The answer must be every line below that holds the word "filled".
=== Begin Enclosure ===
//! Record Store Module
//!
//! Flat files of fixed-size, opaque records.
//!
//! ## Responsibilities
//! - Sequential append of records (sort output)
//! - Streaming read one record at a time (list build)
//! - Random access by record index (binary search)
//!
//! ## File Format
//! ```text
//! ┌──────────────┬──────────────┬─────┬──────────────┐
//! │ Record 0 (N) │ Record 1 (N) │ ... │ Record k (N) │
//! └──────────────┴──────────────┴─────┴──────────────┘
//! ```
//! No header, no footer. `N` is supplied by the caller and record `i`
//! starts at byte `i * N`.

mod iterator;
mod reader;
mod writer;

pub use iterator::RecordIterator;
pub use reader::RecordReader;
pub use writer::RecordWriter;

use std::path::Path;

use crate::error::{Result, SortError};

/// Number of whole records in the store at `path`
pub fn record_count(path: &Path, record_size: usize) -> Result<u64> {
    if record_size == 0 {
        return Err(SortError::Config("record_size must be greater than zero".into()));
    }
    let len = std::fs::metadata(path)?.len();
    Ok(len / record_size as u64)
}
=== End Enclosure ===
=== Begin Enclosure ===
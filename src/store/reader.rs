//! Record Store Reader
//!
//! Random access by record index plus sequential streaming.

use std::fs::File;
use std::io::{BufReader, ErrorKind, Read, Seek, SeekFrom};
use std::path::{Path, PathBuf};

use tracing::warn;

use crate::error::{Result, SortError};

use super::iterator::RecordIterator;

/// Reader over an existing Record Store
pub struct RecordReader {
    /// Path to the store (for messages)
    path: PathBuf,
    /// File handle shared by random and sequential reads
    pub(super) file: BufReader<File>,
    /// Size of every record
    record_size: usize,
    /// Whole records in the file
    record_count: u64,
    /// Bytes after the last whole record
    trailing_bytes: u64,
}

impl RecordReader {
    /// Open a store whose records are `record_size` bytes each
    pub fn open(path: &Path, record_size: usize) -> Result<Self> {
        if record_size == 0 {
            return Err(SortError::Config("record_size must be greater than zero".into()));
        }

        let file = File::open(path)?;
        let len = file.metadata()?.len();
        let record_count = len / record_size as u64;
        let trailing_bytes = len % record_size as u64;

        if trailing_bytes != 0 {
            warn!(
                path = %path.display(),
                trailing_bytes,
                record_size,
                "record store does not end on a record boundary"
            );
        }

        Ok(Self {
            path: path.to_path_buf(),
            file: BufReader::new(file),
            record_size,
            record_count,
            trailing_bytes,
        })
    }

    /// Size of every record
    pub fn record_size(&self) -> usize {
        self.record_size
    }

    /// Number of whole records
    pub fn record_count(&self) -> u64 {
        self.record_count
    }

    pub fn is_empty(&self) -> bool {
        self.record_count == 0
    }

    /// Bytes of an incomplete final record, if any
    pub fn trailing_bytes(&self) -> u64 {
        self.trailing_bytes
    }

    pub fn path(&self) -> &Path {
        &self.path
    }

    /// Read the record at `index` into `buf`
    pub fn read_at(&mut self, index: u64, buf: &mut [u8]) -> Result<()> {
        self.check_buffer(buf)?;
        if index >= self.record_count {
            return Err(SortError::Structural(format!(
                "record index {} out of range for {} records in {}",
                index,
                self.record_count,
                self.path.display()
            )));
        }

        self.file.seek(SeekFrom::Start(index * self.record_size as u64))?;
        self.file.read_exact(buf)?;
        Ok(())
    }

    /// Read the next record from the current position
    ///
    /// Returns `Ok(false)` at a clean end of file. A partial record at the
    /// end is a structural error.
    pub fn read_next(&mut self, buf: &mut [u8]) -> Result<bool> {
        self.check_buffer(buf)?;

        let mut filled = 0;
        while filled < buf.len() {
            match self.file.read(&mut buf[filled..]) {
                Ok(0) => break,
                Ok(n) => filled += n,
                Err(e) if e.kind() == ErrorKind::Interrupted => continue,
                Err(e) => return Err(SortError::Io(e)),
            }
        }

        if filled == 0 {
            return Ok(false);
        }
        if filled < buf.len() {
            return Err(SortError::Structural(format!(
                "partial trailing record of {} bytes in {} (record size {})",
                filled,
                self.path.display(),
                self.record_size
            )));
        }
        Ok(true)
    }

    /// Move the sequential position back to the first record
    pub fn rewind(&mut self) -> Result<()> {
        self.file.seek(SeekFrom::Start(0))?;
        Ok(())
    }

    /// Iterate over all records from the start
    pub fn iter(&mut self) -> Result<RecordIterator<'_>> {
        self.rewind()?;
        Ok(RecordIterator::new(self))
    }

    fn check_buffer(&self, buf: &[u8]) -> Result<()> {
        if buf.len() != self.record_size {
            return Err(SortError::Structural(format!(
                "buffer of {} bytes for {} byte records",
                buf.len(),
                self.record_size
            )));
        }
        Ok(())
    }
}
=== End Enclosure ===
### RESPONSE TO THIS TASK
        let mut filled = 0;
        while filled < buf.len() {
            match self.file.read(&mut buf[filled..]) {
                Ok(n) => filled += n,
        if filled == 0 {
        if filled < buf.len() {
                filled,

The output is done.